Reproduce all of the data that follows, character for character.
Record extracts: Begin
use std::path::PathBuf;

use clap::{ArgAction, Args, Parser, Subcommand};

use crate::config::{Config, DEFAULT_FALLBACK_ORDER, DEFAULT_LIB_NAME};
use crate::smali::SlotCounting;

#[derive(Parser, Debug)]
#[command(
    name = "gadgeter",
    about = "Make a disassembled Android class load a native library early",
    version,
    propagate_version = true,
    arg_required_else_help = true
)]
pub struct Cli {
    /// Increase log verbosity (-v debug, -vv trace).
    #[arg(short, long, action = ArgAction::Count, global = true)]
    pub verbose: u8,

    #[command(subcommand)]
    pub command: Commands,
}

#[derive(Subcommand, Debug)]
pub enum Commands {
    /// Splice System.loadLibrary into a class, trying fallback levels in order.
    Inject(InjectCommand),
    /// Show where each fallback level would inject, without editing.
    Locate(LocateCommand),
}

#[derive(Args, Debug, Clone)]
pub struct TargetArgs {
    /// A .smali file, or a disassembly directory when --class is given.
    pub target: PathBuf,

    /// Class to patch inside the TARGET directory (com.example.App or Lcom/example/App;).
    #[arg(long = "class", value_name = "CLASS")]
    pub class_name: Option<String>,

    /// Count long/double parameters as two registers.
    #[arg(long = "wide-params", action = ArgAction::SetTrue)]
    pub wide_params: bool,

    /// Print the result as JSON.
    #[arg(long, action = ArgAction::SetTrue)]
    pub json: bool,
}

#[derive(Args, Debug, Clone)]
pub struct InjectCommand {
    #[command(flatten)]
    pub target: TargetArgs,

    /// Fallback level to try (1 attachBaseContext, 2 <clinit>, 3 onCreate); repeatable.
    #[arg(short, long = "level", value_name = "LEVEL", value_parser = clap::value_parser!(u8))]
    pub levels: Vec<u8>,

    /// Native library name passed to System.loadLibrary.
    #[arg(long = "lib", value_name = "NAME", default_value = DEFAULT_LIB_NAME)]
    pub lib_name: String,

    /// Run the injector but leave the file untouched.
    #[arg(long = "dry-run", action = ArgAction::SetTrue)]
    pub dry_run: bool,
}

#[derive(Args, Debug, Clone)]
pub struct LocateCommand {
    #[command(flatten)]
    pub target: TargetArgs,
}

impl TargetArgs {
    fn apply(&self, cfg: &mut Config) {
        cfg.class_name = self.class_name.clone();
        if self.wide_params {
            cfg.slot_counting = SlotCounting::Dalvik;
        }
    }
}

impl InjectCommand {
    pub fn to_config(&self) -> Config {
        let mut cfg = Config::default();
        self.target.apply(&mut cfg);
        cfg.lib_name = self.lib_name.clone();
        cfg.levels = if self.levels.is_empty() {
            DEFAULT_FALLBACK_ORDER.to_vec()
        } else {
            self.levels.clone()
        };
        cfg.dry_run = self.dry_run;
        cfg
    }
}

impl LocateCommand {
    pub fn to_config(&self) -> Config {
        let mut cfg = Config::default();
        self.target.apply(&mut cfg);
        cfg
    }
}

#[cfg(test)]
mod tests {
    use super::*;

    use clap::Parser;

    fn parse_inject(args: &[&str]) -> (InjectCommand, Config) {
        let mut argv = vec!["gadgeter", "inject"];
        argv.extend(args);
        let cli = Cli::try_parse_from(&argv).expect("parse inject command");
        match cli.command {
            Commands::Inject(cmd) => {
                let cfg = cmd.to_config();
                (cmd, cfg)
            }
            _ => panic!("expected inject command"),
        }
    }

    #[test]
    fn inject_defaults() {
        let (cmd, cfg) = parse_inject(&["App.smali"]);
        assert_eq!(cmd.target.target, PathBuf::from("App.smali"));
        assert_eq!(cfg.lib_name, "frida-gadget");
        assert_eq!(cfg.levels, vec![1, 2, 3]);
        assert_eq!(cfg.slot_counting, SlotCounting::Observed);
        assert_eq!(cfg.class_name, None);
        assert!(!cfg.dry_run);
        assert!(!cmd.target.json);
    }

    #[test]
    fn inject_options_map_into_config() {
        let (cmd, cfg) = parse_inject(&[
            "out/smali",
            "--class",
            "com.example.App",
            "--level",
            "3",
            "-l",
            "1",
            "--lib",
            "gadget",
            "--wide-params",
            "--dry-run",
            "--json",
        ]);
        assert_eq!(cfg.class_name.as_deref(), Some("com.example.App"));
        assert_eq!(cfg.levels, vec![3, 1]);
        assert_eq!(cfg.lib_name, "gadget");
        assert_eq!(cfg.slot_counting, SlotCounting::Dalvik);
        assert!(cfg.dry_run);
        assert!(cmd.target.json);
    }

    #[test]
    fn out_of_range_level_reaches_injector() {
        let (_, cfg) = parse_inject(&["App.smali", "--level", "7"]);
        assert_eq!(cfg.levels, vec![7]);
    }

    #[test]
    fn locate_parses_with_global_verbose() {
        let cli = Cli::try_parse_from(["gadgeter", "-vv", "locate", "App.smali", "--wide-params"])
            .expect("parse locate command");
        assert_eq!(cli.verbose, 2);
        match cli.command {
            Commands::Locate(cmd) => {
                assert_eq!(cmd.to_config().slot_counting, SlotCounting::Dalvik);
            }
            _ => panic!("expected locate command"),
        }
    }
}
Record extracts: End
> [Answer to this task]
use std::path::PathBuf;

use clap::{ArgAction, Args, Parser, Subcommand};

use crate::config::{Config, DEFAULT_FALLBACK_ORDER, DEFAULT_LIB_NAME};
use crate::smali::SlotCounting;

#[derive(Parser, Debug)]
#[command(
    name = "gadgeter",
    about = "Make a disassembled Android class load a native library early",
    version,
    propagate_version = true,
    arg_required_else_help = true
)]
pub struct Cli {
    /// Increase log verbosity (-v debug, -vv trace).
    #[arg(short, long, action = ArgAction::Count, global = true)]
    pub verbose: u8,

    #[command(subcommand)]
    pub command: Commands,
}

#[derive(Subcommand, Debug)]
pub enum Commands {
    /// Splice System.loadLibrary into a class, trying fallback levels in order.
    Inject(InjectCommand),
    /// Show where each fallback level would inject, without editing.
    Locate(LocateCommand),
}

#[derive(Args, Debug, Clone)]
pub struct TargetArgs {
    /// A .smali file, or a disassembly directory when --class is given.
    pub target: PathBuf,

    /// Class to patch inside the TARGET directory (com.example.App or Lcom/example/App;).
    #[arg(long = "class", value_name = "CLASS")]
    pub class_name: Option<String>,

    /// Count long/double parameters as two registers.
    #[arg(long = "wide-params", action = ArgAction::SetTrue)]
    pub wide_params: bool,

    /// Print the result as JSON.
    #[arg(long, action = ArgAction::SetTrue)]
    pub json: bool,
}

#[derive(Args, Debug, Clone)]
pub struct InjectCommand {
    #[command(flatten)]
    pub target: TargetArgs,

    /// Fallback level to try (1 attachBaseContext, 2 <clinit>, 3 onCreate); repeatable.
    #[arg(short, long = "level", value_name = "LEVEL", value_parser = clap::value_parser!(u8))]
    pub levels: Vec<u8>,

    /// Native library name passed to System.loadLibrary.
    #[arg(long = "lib", value_name = "NAME", default_value = DEFAULT_LIB_NAME)]
    pub lib_name: String,

    /// Run the injector but leave the file untouched.
    #[arg(long = "dry-run", action = ArgAction::SetTrue)]
    pub dry_run: bool,
}

#[derive(Args, Debug, Clone)]
pub struct LocateCommand {
    #[command(flatten)]
    pub target: TargetArgs,
}

impl TargetArgs {
    fn apply(&self, cfg: &mut Config) {
        cfg.class_name = self.class_name.clone();
        if self.wide_params {
            cfg.slot_counting = SlotCounting::Dalvik;
        }
    }
}

impl InjectCommand {
    pub fn to_config(&self) -> Config {
        let mut cfg = Config::default();
        self.target.apply(&mut cfg);
        cfg.lib_name = self.lib_name.clone();
        cfg.levels = if self.levels.is_empty() {
            DEFAULT_FALLBACK_ORDER.to_vec()
        } else {
            self.levels.clone()
        };
        cfg.dry_run = self.dry_run;
        cfg
    }
}

impl LocateCommand {
    pub fn to_config(&self) -> Config {
        let mut cfg = Config::default();
        self.target.apply(&mut cfg);
        cfg
    }
}

#[cfg(test)]
mod tests {
    use super::*;

    use clap::Parser;

    fn parse_inject(args: &[&str]) -> (InjectCommand, Config) {
        let mut argv = vec!["gadgeter", "inject"];
        argv.extend(args);
        let cli = Cli::try_parse_from(&argv).expect("parse inject command");
        match cli.command {
            Commands::Inject(cmd) => {
                let cfg = cmd.to_config();
                (cmd, cfg)
            }
            _ => panic!("expected inject command"),
        }
    }

    #[test]
    fn inject_defaults() {
        let (cmd, cfg) = parse_inject(&["App.smali"]);
        assert_eq!(cmd.target.target, PathBuf::from("App.smali"));
        assert_eq!(cfg.lib_name, "frida-gadget");
        assert_eq!(cfg.levels, vec![1, 2, 3]);
        assert_eq!(cfg.slot_counting, SlotCounting::Observed);
        assert_eq!(cfg.class_name, None);
        assert!(!cfg.dry_run);
        assert!(!cmd.target.json);
    }

    #[test]
    fn inject_options_map_into_config() {
        let (cmd, cfg) = parse_inject(&[
            "out/smali",
            "--class",
            "com.example.App",
            "--level",
            "3",
            "-l",
            "1",
            "--lib",
            "gadget",
            "--wide-params",
            "--dry-run",
            "--json",
        ]);
        assert_eq!(cfg.class_name.as_deref(), Some("com.example.App"));
        assert_eq!(cfg.levels, vec![3, 1]);
        assert_eq!(cfg.lib_name, "gadget");
        assert_eq!(cfg.slot_counting, SlotCounting::Dalvik);
        assert!(cfg.dry_run);
        assert!(cmd.target.json);
    }

    #[test]
    fn out_of_range_level_reaches_injector() {
        let (_, cfg) = parse_inject(&["App.smali", "--level", "7"]);
        assert_eq!(cfg.levels, vec![7]);
    }

    #[test]
    fn locate_parses_with_global_verbose() {
        let cli = Cli::try_parse_from(["gadgeter", "-vv", "locate", "App.smali", "--wide-params"])
            .expect("parse locate command");
        assert_eq!(cli.verbose, 2);
        match cli.command {
            Commands::Locate(cmd) => {
                assert_eq!(cmd.to_config().slot_counting, SlotCounting::Dalvik);
            }
            _ => panic!("expected locate command"),
        }
    }
}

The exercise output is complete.